> **TASK REQUIREMENTS**:
Could you give back the listing below exactly, every line included?

> **INPUT DATA**:
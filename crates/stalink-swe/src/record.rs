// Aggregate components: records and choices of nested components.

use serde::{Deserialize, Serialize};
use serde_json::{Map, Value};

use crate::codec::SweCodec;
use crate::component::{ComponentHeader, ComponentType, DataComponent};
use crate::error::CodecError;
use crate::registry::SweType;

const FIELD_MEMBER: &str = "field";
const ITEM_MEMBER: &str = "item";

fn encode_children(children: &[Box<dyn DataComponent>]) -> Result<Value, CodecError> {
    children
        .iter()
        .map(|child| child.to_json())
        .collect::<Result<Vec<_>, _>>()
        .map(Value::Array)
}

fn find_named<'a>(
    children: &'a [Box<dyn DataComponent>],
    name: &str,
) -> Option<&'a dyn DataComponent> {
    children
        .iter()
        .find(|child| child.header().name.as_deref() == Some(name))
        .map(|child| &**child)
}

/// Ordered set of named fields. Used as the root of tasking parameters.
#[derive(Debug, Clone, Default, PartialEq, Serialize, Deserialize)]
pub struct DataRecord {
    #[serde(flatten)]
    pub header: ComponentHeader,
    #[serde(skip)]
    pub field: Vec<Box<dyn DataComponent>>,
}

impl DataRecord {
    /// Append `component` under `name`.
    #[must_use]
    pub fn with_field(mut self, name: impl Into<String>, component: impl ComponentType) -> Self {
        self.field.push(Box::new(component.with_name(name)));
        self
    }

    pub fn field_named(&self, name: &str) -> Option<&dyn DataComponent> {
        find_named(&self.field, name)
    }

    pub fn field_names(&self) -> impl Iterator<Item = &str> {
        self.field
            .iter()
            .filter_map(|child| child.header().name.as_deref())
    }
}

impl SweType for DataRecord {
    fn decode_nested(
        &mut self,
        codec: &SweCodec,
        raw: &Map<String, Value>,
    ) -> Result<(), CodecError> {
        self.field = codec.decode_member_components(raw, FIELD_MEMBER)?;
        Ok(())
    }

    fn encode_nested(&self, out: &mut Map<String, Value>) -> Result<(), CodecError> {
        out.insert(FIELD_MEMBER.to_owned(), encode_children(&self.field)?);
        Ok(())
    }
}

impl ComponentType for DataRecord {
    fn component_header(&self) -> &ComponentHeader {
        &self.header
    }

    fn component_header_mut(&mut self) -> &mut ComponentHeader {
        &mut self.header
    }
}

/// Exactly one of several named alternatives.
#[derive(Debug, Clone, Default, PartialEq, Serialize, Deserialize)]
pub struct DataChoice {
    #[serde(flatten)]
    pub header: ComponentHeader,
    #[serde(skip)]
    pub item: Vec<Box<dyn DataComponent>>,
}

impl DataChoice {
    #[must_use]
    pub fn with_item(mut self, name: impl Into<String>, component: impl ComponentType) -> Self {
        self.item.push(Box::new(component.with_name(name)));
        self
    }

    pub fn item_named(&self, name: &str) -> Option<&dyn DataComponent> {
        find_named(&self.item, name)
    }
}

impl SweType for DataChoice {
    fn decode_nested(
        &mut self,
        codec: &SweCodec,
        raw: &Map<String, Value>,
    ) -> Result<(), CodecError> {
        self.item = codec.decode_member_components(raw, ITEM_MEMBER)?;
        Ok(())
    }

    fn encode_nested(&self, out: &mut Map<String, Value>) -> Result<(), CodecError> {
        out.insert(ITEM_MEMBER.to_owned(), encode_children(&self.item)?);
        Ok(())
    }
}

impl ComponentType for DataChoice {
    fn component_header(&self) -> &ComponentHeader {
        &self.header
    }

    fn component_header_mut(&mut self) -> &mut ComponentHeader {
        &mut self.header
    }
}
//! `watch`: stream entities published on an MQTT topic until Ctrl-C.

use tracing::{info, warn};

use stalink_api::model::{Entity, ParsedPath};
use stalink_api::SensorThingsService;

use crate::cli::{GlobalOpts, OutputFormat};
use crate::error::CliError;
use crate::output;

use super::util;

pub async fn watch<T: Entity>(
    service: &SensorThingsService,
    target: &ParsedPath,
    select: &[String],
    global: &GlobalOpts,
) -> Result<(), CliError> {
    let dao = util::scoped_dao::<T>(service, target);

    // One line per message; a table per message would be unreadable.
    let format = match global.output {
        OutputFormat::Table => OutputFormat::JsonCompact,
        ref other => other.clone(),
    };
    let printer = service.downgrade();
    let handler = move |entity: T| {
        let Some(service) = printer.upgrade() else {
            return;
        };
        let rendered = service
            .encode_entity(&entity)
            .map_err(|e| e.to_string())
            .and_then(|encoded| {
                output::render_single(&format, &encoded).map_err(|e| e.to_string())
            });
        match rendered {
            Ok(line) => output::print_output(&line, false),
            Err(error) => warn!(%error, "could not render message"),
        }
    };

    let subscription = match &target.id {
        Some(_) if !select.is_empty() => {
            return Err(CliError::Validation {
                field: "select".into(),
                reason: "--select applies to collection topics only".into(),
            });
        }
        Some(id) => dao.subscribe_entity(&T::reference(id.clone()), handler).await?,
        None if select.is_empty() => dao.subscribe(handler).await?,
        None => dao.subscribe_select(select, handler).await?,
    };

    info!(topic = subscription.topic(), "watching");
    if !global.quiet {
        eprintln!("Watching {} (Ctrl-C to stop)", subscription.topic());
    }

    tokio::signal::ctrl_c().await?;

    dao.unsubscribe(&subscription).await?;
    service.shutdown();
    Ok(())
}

> **COMPLETED EXERCISE**:
filename crates/stalink-swe/src/record.rs
// Aggregate components: records and choices of nested components.

use serde::{Deserialize, Serialize};
use serde_json::{Map, Value};

use crate::codec::SweCodec;
use crate::component::{ComponentHeader, ComponentType, DataComponent};
use crate::error::CodecError;
use crate::registry::SweType;

const FIELD_MEMBER: &str = "field";
const ITEM_MEMBER: &str = "item";

fn encode_children(children: &[Box<dyn DataComponent>]) -> Result<Value, CodecError> {
    children
        .iter()
        .map(|child| child.to_json())
        .collect::<Result<Vec<_>, _>>()
        .map(Value::Array)
}

fn find_named<'a>(
    children: &'a [Box<dyn DataComponent>],
    name: &str,
) -> Option<&'a dyn DataComponent> {
    children
        .iter()
        .find(|child| child.header().name.as_deref() == Some(name))
        .map(|child| &**child)
}

/// Ordered set of named fields. Used as the root of tasking parameters.
#[derive(Debug, Clone, Default, PartialEq, Serialize, Deserialize)]
pub struct DataRecord {
    #[serde(flatten)]
    pub header: ComponentHeader,
    #[serde(skip)]
    pub field: Vec<Box<dyn DataComponent>>,
}

impl DataRecord {
    /// Append `component` under `name`.
    #[must_use]
    pub fn with_field(mut self, name: impl Into<String>, component: impl ComponentType) -> Self {
        self.field.push(Box::new(component.with_name(name)));
        self
    }

    pub fn field_named(&self, name: &str) -> Option<&dyn DataComponent> {
        find_named(&self.field, name)
    }

    pub fn field_names(&self) -> impl Iterator<Item = &str> {
        self.field
            .iter()
            .filter_map(|child| child.header().name.as_deref())
    }
}

impl SweType for DataRecord {
    fn decode_nested(
        &mut self,
        codec: &SweCodec,
        raw: &Map<String, Value>,
    ) -> Result<(), CodecError> {
        self.field = codec.decode_member_components(raw, FIELD_MEMBER)?;
        Ok(())
    }

    fn encode_nested(&self, out: &mut Map<String, Value>) -> Result<(), CodecError> {
        out.insert(FIELD_MEMBER.to_owned(), encode_children(&self.field)?);
        Ok(())
    }
}

impl ComponentType for DataRecord {
    fn component_header(&self) -> &ComponentHeader {
        &self.header
    }

    fn component_header_mut(&mut self) -> &mut ComponentHeader {
        &mut self.header
    }
}

/// Exactly one of several named alternatives.
#[derive(Debug, Clone, Default, PartialEq, Serialize, Deserialize)]
pub struct DataChoice {
    #[serde(flatten)]
    pub header: ComponentHeader,
    #[serde(skip)]
    pub item: Vec<Box<dyn DataComponent>>,
}

impl DataChoice {
    #[must_use]
    pub fn with_item(mut self, name: impl Into<String>, component: impl ComponentType) -> Self {
        self.item.push(Box::new(component.with_name(name)));
        self
    }

    pub fn item_named(&self, name: &str) -> Option<&dyn DataComponent> {
        find_named(&self.item, name)
    }
}

impl SweType for DataChoice {
    fn decode_nested(
        &mut self,
        codec: &SweCodec,
        raw: &Map<String, Value>,
    ) -> Result<(), CodecError> {
        self.item = codec.decode_member_components(raw, ITEM_MEMBER)?;
        Ok(())
    }

    fn encode_nested(&self, out: &mut Map<String, Value>) -> Result<(), CodecError> {
        out.insert(ITEM_MEMBER.to_owned(), encode_children(&self.item)?);
        Ok(())
    }
}

impl ComponentType for DataChoice {
    fn component_header(&self) -> &ComponentHeader {
        &self.header
    }

    fn component_header_mut(&mut self) -> &mut ComponentHeader {
        &mut self.header
    }
}
//! `watch`: stream entities published on an MQTT topic until Ctrl-C.

use tracing::{info, warn};

use stalink_api::model::{Entity, ParsedPath};
use stalink_api::SensorThingsService;

use crate::cli::{GlobalOpts, OutputFormat};
use crate::error::CliError;
use crate::output;

use super::util;

pub async fn watch<T: Entity>(
    service: &SensorThingsService,
    target: &ParsedPath,
    select: &[String],
    global: &GlobalOpts,
) -> Result<(), CliError> {
    let dao = util::scoped_dao::<T>(service, target);

    // One line per message; a table per message would be unreadable.
    let format = match global.output {
        OutputFormat::Table => OutputFormat::JsonCompact,
        ref other => other.clone(),
    };
    let printer = service.downgrade();
    let handler = move |entity: T| {
        let Some(service) = printer.upgrade() else {
            return;
        };
        let rendered = service
            .encode_entity(&entity)
            .map_err(|e| e.to_string())
            .and_then(|encoded| {
                output::render_single(&format, &encoded).map_err(|e| e.to_string())
            });
        match rendered {
            Ok(line) => output::print_output(&line, false),
            Err(error) => warn!(%error, "could not render message"),
        }
    };

    let subscription = match &target.id {
        Some(_) if !select.is_empty() => {
            return Err(CliError::Validation {
                field: "select".into(),
                reason: "--select applies to collection topics only".into(),
            });
        }
        Some(id) => dao.subscribe_entity(&T::reference(id.clone()), handler).await?,
        None if select.is_empty() => dao.subscribe(handler).await?,
        None => dao.subscribe_select(select, handler).await?,
    };

    info!(topic = subscription.topic(), "watching");
    if !global.quiet {
        eprintln!("Watching {} (Ctrl-C to stop)", subscription.topic());
    }

    tokio::signal::ctrl_c().await?;

    dao.unsubscribe(&subscription).await?;
    service.shutdown();
    Ok(())
}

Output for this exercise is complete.